Oh, irony. In any other decade, Phil Tippett's Mad God would've been one of the most distinctive and unique projects in ages, except right now, it is not. Tippett and his wonderful bit of handcrafted stop-motion animation are forced to share their time in the spotlight with Takahide Hori's Junk Head, a film it shares quite a bit of similarities with. Don't be mistaken though, both films are still very personal and distinct success stories that are sure to delight fans of dark animation, it's just a bit more difficult to appreciate the films on their own merit, without making obvious comparisons.

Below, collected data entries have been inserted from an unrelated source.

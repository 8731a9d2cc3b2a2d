use crate::models::seat::{
    BulkSeatCreateRequest, Seat, SeatCreateRequest, SeatStatus, SeatStatusUpdateRequest,
};
use crate::routes::page;
use crate::services::seat_service::SeatService;
use crate::utils::error::AppError;
use crate::utils::jwt::AdminUser;
use rocket::http::Status;
use rocket::serde::json::Json;
use rocket::State;
use rocket_okapi::openapi;
use std::str::FromStr;

/// List a screen's seats, optionally filtered by status
#[openapi(tag = "Seats")]
#[get("/screens/<screen_id>/seats?<status>&<skip>&<limit>")]
pub async fn list_seats(
    screen_id: i32,
    status: Option<String>,
    skip: Option<i64>,
    limit: Option<i64>,
    seat_service: &State<SeatService>,
) -> Result<Json<Vec<Seat>>, AppError> {
    match status {
        Some(raw) => {
            let status = SeatStatus::from_str(&raw)
                .map_err(|_| AppError::BadRequest(format!("Unknown seat status '{}'", raw)))?;
            Ok(Json(seat_service.seats_by_status(screen_id, status).await?))
        }
        None => {
            let (skip, limit) = page(skip, limit);
            Ok(Json(seat_service.seats_by_screen(screen_id, skip, limit).await?))
        }
    }
}

/// Create a single seat (admin)
#[openapi(tag = "Seats")]
#[post("/seats", format = "json", data = "<request>")]
pub async fn create_seat(
    request: Json<SeatCreateRequest>,
    _admin: AdminUser,
    seat_service: &State<SeatService>,
) -> Result<(Status, Json<Seat>), AppError> {
    let seat = seat_service.create_seat(request.into_inner()).await?;
    Ok((Status::Created, Json(seat)))
}

/// Create a block of seats for a screen (admin)
#[openapi(tag = "Seats")]
#[post("/seats/bulk", format = "json", data = "<request>")]
pub async fn bulk_create_seats(
    request: Json<BulkSeatCreateRequest>,
    _admin: AdminUser,
    seat_service: &State<SeatService>,
) -> Result<(Status, Json<Vec<Seat>>), AppError> {
    let seats = seat_service.bulk_create_seats(request.into_inner()).await?;
    Ok((Status::Created, Json(seats)))
}

/// Maintenance status change for a seat (admin). Booked status is owned by
/// the booking flow and cannot be set here.
#[openapi(tag = "Seats")]
#[put("/seats/<seat_id>/status", format = "json", data = "<request>")]
pub async fn update_seat_status(
    seat_id: i32,
    request: Json<SeatStatusUpdateRequest>,
    _admin: AdminUser,
    seat_service: &State<SeatService>,
) -> Result<Json<Seat>, AppError> {
    Ok(Json(seat_service.update_seat_status(seat_id, request.status).await?))
}

/// Delete a seat (admin); refused while tickets reference it
#[openapi(tag = "Seats")]
#[delete("/seats/<seat_id>")]
pub async fn delete_seat(
    seat_id: i32,
    _admin: AdminUser,
    seat_service: &State<SeatService>,
) -> Result<Status, AppError> {
    seat_service.delete_seat(seat_id).await?;
    Ok(Status::NoContent)
}
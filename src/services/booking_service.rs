use crate::models::booking::{
    Booking, BookingCreateRequest, BookingResponse, BookingStatus, PaymentStatus, Ticket,
};
use crate::models::promo_code::PromoCode;
use crate::models::seat::SeatStatus;
use crate::models::showtime::Showtime;
use crate::services::seat_service::SeatService;
use crate::utils::error::{AppError, AppResult};
use rust_decimal::Decimal;
use sqlx::{MySql, MySqlPool, Transaction};
use validator::Validate;

const BOOKING_COLUMNS: &str = "id, user_id, showtime_id, booking_date, total_price, status, \
                               payment_status, promo_code_id, discount_amount, payment_reference";
const TICKET_COLUMNS: &str = "id, booking_id, seat_id, category, price, is_used";

/// Drives the booking lifecycle. Every mutation runs inside one MySQL
/// transaction together with its seat claim or release, so a booking and its
/// inventory can never diverge: either both commit or neither does.
#[derive(Clone)]
pub struct BookingService {
    pool: MySqlPool,
}

impl BookingService {
    pub fn new(pool: MySqlPool) -> Self {
        BookingService { pool }
    }

    pub async fn create_booking(
        &self,
        user_id: i32,
        request: BookingCreateRequest,
    ) -> AppResult<BookingResponse> {
        request.validate()?;

        let mut tx = self.pool.begin().await?;

        let showtime = sqlx::query_as::<_, Showtime>(
            "SELECT id, movie_id, screen_id, cinema_id, start_time, end_time, base_price, is_active \
             FROM showtimes WHERE id = ?",
        )
        .bind(request.showtime_id)
        .fetch_optional(&mut *tx)
        .await?
        .ok_or_else(|| AppError::NotFound("Showtime not found".into()))?;

        if !showtime.is_active {
            return Err(AppError::ValidationError("Showtime is not active".into()));
        }
        if showtime.start_time <= chrono::Utc::now().naive_utc() {
            return Err(AppError::ValidationError("Showtime has already started".into()));
        }

        let promo = match &request.promo_code {
            Some(code) => Some(Self::lock_promo_code(&mut tx, code).await?),
            None => None,
        };

        // All-or-nothing: if any requested seat is taken the whole claim
        // fails and the transaction rolls back untouched.
        let seats =
            SeatService::claim_in_tx(&mut tx, showtime.screen_id, &request.seat_ids, SeatStatus::Booked)
                .await?;

        let prices: Vec<Decimal> = seats
            .iter()
            .map(|seat| (showtime.base_price * seat.category.price_multiplier()).round_dp(2))
            .collect();
        let subtotal: Decimal = prices.iter().copied().sum();

        let discount = match &promo {
            Some(promo) => {
                if subtotal < promo.min_booking_amount {
                    return Err(AppError::ValidationError(format!(
                        "Promo code requires a minimum booking amount of {}",
                        promo.min_booking_amount
                    )));
                }
                promo.discount_for(subtotal)
            }
            None => Decimal::ZERO,
        };
        let total_price = subtotal - discount;

        let result = sqlx::query(
            "INSERT INTO bookings \
             (user_id, showtime_id, total_price, status, payment_status, promo_code_id, discount_amount) \
             VALUES (?, ?, ?, 'pending', 'pending', ?, ?)",
        )
        .bind(user_id)
        .bind(showtime.id)
        .bind(total_price)
        .bind(promo.as_ref().map(|p| p.id))
        .bind(discount)
        .execute(&mut *tx)
        .await?;
        let booking_id = result.last_insert_id() as i32;

        for (seat, price) in seats.iter().zip(&prices) {
            sqlx::query(
                "INSERT INTO tickets (booking_id, seat_id, category, price) VALUES (?, ?, ?, ?)",
            )
            .bind(booking_id)
            .bind(seat.id)
            .bind(seat.category.to_string())
            .bind(price)
            .execute(&mut *tx)
            .await?;
        }

        if let Some(promo) = &promo {
            sqlx::query("UPDATE promo_codes SET usage_count = usage_count + 1 WHERE id = ?")
                .bind(promo.id)
                .execute(&mut *tx)
                .await?;
        }

        let booking = Self::fetch_booking_in_tx(&mut tx, booking_id).await?;
        let tickets = Self::fetch_tickets_in_tx(&mut tx, booking_id).await?;
        tx.commit().await?;

        log::info!(
            "booking {} created for user {} with {} seats",
            booking_id,
            user_id,
            tickets.len()
        );
        Ok(BookingResponse { booking, tickets })
    }

    /// Releases every ticketed seat and marks the booking cancelled.
    /// Idempotent: a cancelled booking is returned as-is with no second
    /// release; a completed booking cannot be cancelled.
    pub async fn cancel_booking(&self, booking_id: i32) -> AppResult<Booking> {
        let mut tx = self.pool.begin().await?;

        let booking = Self::lock_booking(&mut tx, booking_id).await?;
        if booking.status == BookingStatus::Cancelled {
            return Ok(booking);
        }
        if booking.status == BookingStatus::Completed {
            return Err(AppError::Conflict("Completed bookings cannot be cancelled".into()));
        }

        let seat_ids: Vec<i32> =
            sqlx::query_scalar("SELECT seat_id FROM tickets WHERE booking_id = ?")
                .bind(booking_id)
                .fetch_all(&mut *tx)
                .await?;
        SeatService::release_in_tx(&mut tx, &seat_ids).await?;

        sqlx::query("UPDATE bookings SET status = 'cancelled' WHERE id = ?")
            .bind(booking_id)
            .execute(&mut *tx)
            .await?;

        let booking = Self::fetch_booking_in_tx(&mut tx, booking_id).await?;
        tx.commit().await?;

        log::info!("booking {} cancelled, {} seats released", booking_id, seat_ids.len());
        Ok(booking)
    }

    /// Admin setter; enforces the lifecycle state machine and never touches
    /// seats (only cancel_booking releases inventory).
    pub async fn update_booking_status(
        &self,
        booking_id: i32,
        next: BookingStatus,
    ) -> AppResult<Booking> {
        let mut tx = self.pool.begin().await?;

        let booking = Self::lock_booking(&mut tx, booking_id).await?;
        if !booking.status.can_transition_to(next) {
            return Err(AppError::Conflict(format!(
                "Booking status cannot change from {} to {}",
                booking.status, next
            )));
        }

        sqlx::query("UPDATE bookings SET status = ? WHERE id = ?")
            .bind(next)
            .bind(booking_id)
            .execute(&mut *tx)
            .await?;

        let booking = Self::fetch_booking_in_tx(&mut tx, booking_id).await?;
        tx.commit().await?;
        Ok(booking)
    }

    pub async fn update_payment_status(
        &self,
        booking_id: i32,
        next: PaymentStatus,
        payment_reference: Option<String>,
    ) -> AppResult<Booking> {
        let mut tx = self.pool.begin().await?;

        let booking = Self::lock_booking(&mut tx, booking_id).await?;
        if !booking.payment_status.can_transition_to(next) {
            return Err(AppError::Conflict(format!(
                "Payment status cannot change from {} to {}",
                booking.payment_status, next
            )));
        }

        sqlx::query(
            "UPDATE bookings SET payment_status = ?, \
             payment_reference = COALESCE(?, payment_reference) WHERE id = ?",
        )
        .bind(next)
        .bind(payment_reference)
        .bind(booking_id)
        .execute(&mut *tx)
        .await?;

        let booking = Self::fetch_booking_in_tx(&mut tx, booking_id).await?;
        tx.commit().await?;
        Ok(booking)
    }

    pub async fn get_booking(&self, booking_id: i32) -> AppResult<Booking> {
        let sql = format!("SELECT {} FROM bookings WHERE id = ?", BOOKING_COLUMNS);
        sqlx::query_as::<_, Booking>(&sql)
            .bind(booking_id)
            .fetch_optional(&self.pool)
            .await?
            .ok_or_else(|| AppError::NotFound("Booking not found".into()))
    }

    pub async fn get_booking_response(&self, booking_id: i32) -> AppResult<BookingResponse> {
        let booking = self.get_booking(booking_id).await?;
        let sql = format!("SELECT {} FROM tickets WHERE booking_id = ?", TICKET_COLUMNS);
        let tickets = sqlx::query_as::<_, Ticket>(&sql)
            .bind(booking_id)
            .fetch_all(&self.pool)
            .await?;
        Ok(BookingResponse { booking, tickets })
    }

    pub async fn get_user_bookings(&self, user_id: i32, skip: i64, limit: i64) -> AppResult<Vec<Booking>> {
        let sql = format!(
            "SELECT {} FROM bookings WHERE user_id = ? ORDER BY booking_date DESC LIMIT ? OFFSET ?",
            BOOKING_COLUMNS
        );
        Ok(sqlx::query_as::<_, Booking>(&sql)
            .bind(user_id)
            .bind(limit)
            .bind(skip)
            .fetch_all(&self.pool)
            .await?)
    }

    pub async fn get_showtime_bookings(
        &self,
        showtime_id: i32,
        skip: i64,
        limit: i64,
    ) -> AppResult<Vec<Booking>> {
        let sql = format!(
            "SELECT {} FROM bookings WHERE showtime_id = ? ORDER BY booking_date DESC LIMIT ? OFFSET ?",
            BOOKING_COLUMNS
        );
        Ok(sqlx::query_as::<_, Booking>(&sql)
            .bind(showtime_id)
            .bind(limit)
            .bind(skip)
            .fetch_all(&self.pool)
            .await?)
    }

    pub async fn get_all_bookings(
        &self,
        status: Option<BookingStatus>,
        skip: i64,
        limit: i64,
    ) -> AppResult<Vec<Booking>> {
        let bookings = match status {
            Some(status) => {
                let sql = format!(
                    "SELECT {} FROM bookings WHERE status = ? ORDER BY booking_date DESC LIMIT ? OFFSET ?",
                    BOOKING_COLUMNS
                );
                sqlx::query_as::<_, Booking>(&sql)
                    .bind(status)
                    .bind(limit)
                    .bind(skip)
                    .fetch_all(&self.pool)
                    .await?
            }
            None => {
                let sql = format!(
                    "SELECT {} FROM bookings ORDER BY booking_date DESC LIMIT ? OFFSET ?",
                    BOOKING_COLUMNS
                );
                sqlx::query_as::<_, Booking>(&sql)
                    .bind(limit)
                    .bind(skip)
                    .fetch_all(&self.pool)
                    .await?
            }
        };
        Ok(bookings)
    }

    async fn lock_booking(tx: &mut Transaction<'_, MySql>, booking_id: i32) -> AppResult<Booking> {
        let sql = format!("SELECT {} FROM bookings WHERE id = ? FOR UPDATE", BOOKING_COLUMNS);
        sqlx::query_as::<_, Booking>(&sql)
            .bind(booking_id)
            .fetch_optional(&mut **tx)
            .await?
            .ok_or_else(|| AppError::NotFound("Booking not found".into()))
    }

    async fn fetch_booking_in_tx(
        tx: &mut Transaction<'_, MySql>,
        booking_id: i32,
    ) -> AppResult<Booking> {
        let sql = format!("SELECT {} FROM bookings WHERE id = ?", BOOKING_COLUMNS);
        Ok(sqlx::query_as::<_, Booking>(&sql)
            .bind(booking_id)
            .fetch_one(&mut **tx)
            .await?)
    }

    async fn fetch_tickets_in_tx(
        tx: &mut Transaction<'_, MySql>,
        booking_id: i32,
    ) -> AppResult<Vec<Ticket>> {
        let sql = format!("SELECT {} FROM tickets WHERE booking_id = ?", TICKET_COLUMNS);
        Ok(sqlx::query_as::<_, Ticket>(&sql)
            .bind(booking_id)
            .fetch_all(&mut **tx)
            .await?)
    }

    async fn lock_promo_code(tx: &mut Transaction<'_, MySql>, code: &str) -> AppResult<PromoCode> {
        let promo = sqlx::query_as::<_, PromoCode>(
            "SELECT id, code, description, discount_type, discount_value, max_usage, usage_count, \
             min_booking_amount, valid_from, valid_until, is_active \
             FROM promo_codes WHERE code = ? FOR UPDATE",
        )
        .bind(code)
        .fetch_optional(&mut **tx)
        .await?
        .ok_or_else(|| AppError::NotFound("Promo code not found".into()))?;

        let now = chrono::Utc::now().naive_utc();
        if !promo.is_active || now < promo.valid_from || now > promo.valid_until {
            return Err(AppError::ValidationError("Promo code is not valid".into()));
        }
        if promo.usage_exhausted() {
            return Err(AppError::ValidationError("Promo code usage limit reached".into()));
        }
        Ok(promo)
    }
}
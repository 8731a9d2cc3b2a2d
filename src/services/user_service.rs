use crate::models::user::{User, UserLoginRequest, UserLoginResponse, UserRegistrationRequest, UserRole};
use crate::utils::error::{AppError, AppResult};
use crate::utils::jwt;
use bcrypt::{hash, verify, DEFAULT_COST};
use sqlx::MySqlPool;
use validator::Validate;

const USER_COLUMNS: &str = "id, email, username, full_name, hashed_password, role, is_active";

#[derive(Clone)]
pub struct UserService {
    pool: MySqlPool,
}

impl UserService {
    pub fn new(pool: MySqlPool) -> Self {
        UserService { pool }
    }

    // Register a new user with the default role
    pub async fn register_user(&self, request: UserRegistrationRequest) -> AppResult<i32> {
        self.create_user(request, UserRole::User).await
    }

    pub async fn create_user(&self, request: UserRegistrationRequest, role: UserRole) -> AppResult<i32> {
        request.validate()?;

        let existing: i64 =
            sqlx::query_scalar("SELECT COUNT(*) FROM users WHERE email = ? OR username = ?")
                .bind(&request.email)
                .bind(&request.username)
                .fetch_one(&self.pool)
                .await?;
        if existing > 0 {
            return Err(AppError::Conflict("Email or username already registered".into()));
        }

        let hashed_password = hash(request.password.as_bytes(), DEFAULT_COST)
            .map_err(|e| AppError::ValidationError(e.to_string()))?;

        // The unique indexes close the check-then-insert window.
        let result = sqlx::query(
            "INSERT INTO users (email, username, full_name, hashed_password, role) VALUES (?, ?, ?, ?, ?)",
        )
        .bind(&request.email)
        .bind(&request.username)
        .bind(&request.full_name)
        .bind(&hashed_password)
        .bind(role)
        .execute(&self.pool)
        .await
        .map_err(|e| match &e {
            sqlx::Error::Database(db) if db.is_unique_violation() => {
                AppError::Conflict("Email or username already registered".into())
            }
            _ => AppError::from(e),
        })?;

        Ok(result.last_insert_id() as i32)
    }

    // Login with email and password; issues a signed 24h token
    pub async fn login_user(&self, request: UserLoginRequest) -> AppResult<UserLoginResponse> {
        let sql = format!("SELECT {} FROM users WHERE email = ?", USER_COLUMNS);
        let user = sqlx::query_as::<_, User>(&sql)
            .bind(&request.email)
            .fetch_optional(&self.pool)
            .await?
            .ok_or_else(|| AppError::AuthError("Invalid credentials".into()))?;

        let password_matches = verify(request.password.as_bytes(), &user.hashed_password)
            .map_err(|e| AppError::AuthError(e.to_string()))?;
        if !password_matches {
            return Err(AppError::AuthError("Invalid credentials".into()));
        }

        if !user.is_active {
            return Err(AppError::Forbidden("Account is deactivated".into()));
        }

        let token = jwt::generate_token(&user).map_err(|e| AppError::AuthError(e.to_string()))?;

        Ok(UserLoginResponse {
            token,
            user_id: user.id,
            role: user.role,
        })
    }

    pub async fn get_user_by_id(&self, user_id: i32) -> AppResult<User> {
        let sql = format!("SELECT {} FROM users WHERE id = ?", USER_COLUMNS);
        sqlx::query_as::<_, User>(&sql)
            .bind(user_id)
            .fetch_optional(&self.pool)
            .await?
            .ok_or_else(|| AppError::NotFound("User not found".into()))
    }

    pub async fn get_all_users(&self, skip: i64, limit: i64) -> AppResult<Vec<User>> {
        let sql = format!("SELECT {} FROM users ORDER BY id LIMIT ? OFFSET ?", USER_COLUMNS);
        Ok(sqlx::query_as::<_, User>(&sql)
            .bind(limit)
            .bind(skip)
            .fetch_all(&self.pool)
            .await?)
    }

    /// Deactivation invalidates every outstanding token for the account;
    /// users are never hard-deleted.
    pub async fn set_user_active(&self, user_id: i32, active: bool) -> AppResult<User> {
        let result = sqlx::query("UPDATE users SET is_active = ? WHERE id = ?")
            .bind(active)
            .bind(user_id)
            .execute(&self.pool)
            .await?;
        if result.rows_affected() == 0 {
            // The update is a no-op when the flag already matches, so check
            // existence before reporting NotFound.
            return self.get_user_by_id(user_id).await;
        }
        self.get_user_by_id(user_id).await
    }

    /// Seeds the bootstrap admin account at startup if it does not exist.
    pub async fn ensure_admin(&self, email: &str, password: &str) -> AppResult<()> {
        let existing: i64 = sqlx::query_scalar("SELECT COUNT(*) FROM users WHERE email = ?")
            .bind(email)
            .fetch_one(&self.pool)
            .await?;
        if existing > 0 {
            return Ok(());
        }

        let request = UserRegistrationRequest {
            email: email.to_string(),
            username: "admin".to_string(),
            full_name: Some("Administrator".to_string()),
            password: password.to_string(),
        };
        let id = self.create_user(request, UserRole::Admin).await?;
        log::info!("seeded admin account {} ({})", email, id);
        Ok(())
    }
}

Tippett's Mad God started 30 years ago as a passion project. You may not have heard of his name before, but Tippett is an industry veteran who worked as a special effects guy on some of the biggest blockbusters Hollywood has ever produced (Star Wars and Jurassic Park stand out). After a hiatus of 20 years, Tippett finally took up production again, and with the help of some friends and a Kickstarter backing he was finally able to complete this project, even though that would end up taking him another 10 years. Just to say that this was never meant to be a very commercial project, so don't go in expecting a simple dark fantasy narrative.
In between, Tippett released three separate parts that would later be integrated into the final film. Like Hori, Tippett did have some trouble trying to make a coherent whole of a passion project that took more than a couple of years to finish, and I do believe some extra tweaking and editing might've been in order to make Mad God a slightly less puzzling experience (without hurting any of the initial appeal of course). As with other critiques raised in the rest of this review, these are all just minor issues that hardly affect the core quality of Tippett's work.
As there are no dialogues, the plot will take a bit of figuring out, and one viewing certainly won't be enough to make sense of all the nightmarish lore presented throughout the film. The basic premise is simple enough, and people familiar with less narrative films won't have too much of a problem trying to make sense of it all. A heavily suited up man is sent to the depths of hell to complete a precarious mission. On his way down, he encounters scenes of extreme agony, and he has to be wary of monsters stalking these realms, but he never wavers in the face of danger.
With no dialogue, a limited narrative and a creator with a background in oldskool effects work, it should be no surprise Mad God ended up a very visceral film that puts a lot of focus on the visuals. And it must be said, the stop-motion work is stupendously great. The grotesque designs, the crazy attention to detail, the elaborate camera work and insane sets are like nothing you have seen before. The only thing that put me off was the inclusion of several live action sequences. I loved Tippett's stop-motion realm so much that these scenes kept pulling me out of the film. I didn't really understand the necessity for them either, and looking at the heavy processing of these scenes, Tippett clearly understood that they might be a distraction to some. It's just a shame he didn't quite manage to get these scenes right, other than that this was a true visual marvel.
I was quite disappointed the soundtrack never managed to match the visual splendor. A film like this only gets better when cinematography and sound build on top of each other, but that's not really the case here. The progressive/shoegaze sound is a bit weak for the tone and vibe of the film, though that may be a bit of an age thing. I would've loved something darker, harsher and more oppressive. Preferably a wall of sound that would be vibrant enough to not only support the visuals, but make their impact even more profound. The soundtrack isn't too bad, and it doesn't really detract from the film, but it did end up feeling a bit underwhelming, especially for a passion project with little commercial worry. I wasn't a big fan of the voice work either (gibberish only), but that was a bit easier to ignore as these moments are rarer.
So now we have two stop-motion projects, with no direct commercial goals, helmed by wayward directors who spent several years developing their project by themselves, with just a tiny bit of Kickstarter aid, about lone figures who have to descend to an unknown, dark and uninviting world where danger lurks around every corner. The two films are similar enough that they'll appeal to the same niche, though look closer, and you'll find notable differences. Junk Head is a loose relative to the Japanese cyberpunk scene, with a more industrial and Gigeresque feel to it, whereas Mad God finds itself embedded into the 80s US horror and fantasy. Though people are sure to have their personal favorite, both films are must-sees for fans of stop-motion animation, and the unique peculiarities of each project deserve way more attention than any accidental similarities.
If I've been quite critical in my review, it's only because films like are this are rare and Tippett clearly has the talent and vision to pull it off. Any critique I have is minor compared to the beauty, skill and effort that is put on display here. The hellish setting, Tippet's fantastical creations, the intricate and lush stop-motion animation and the inspired camera work add up to a trip that knows no equal. I'm not certain Tippett has another film in him after this, but with Mad God, he leaves a legacy that is quite a bit more impressive than any of the other projects he was involved in. Watch this if you get the opportunity.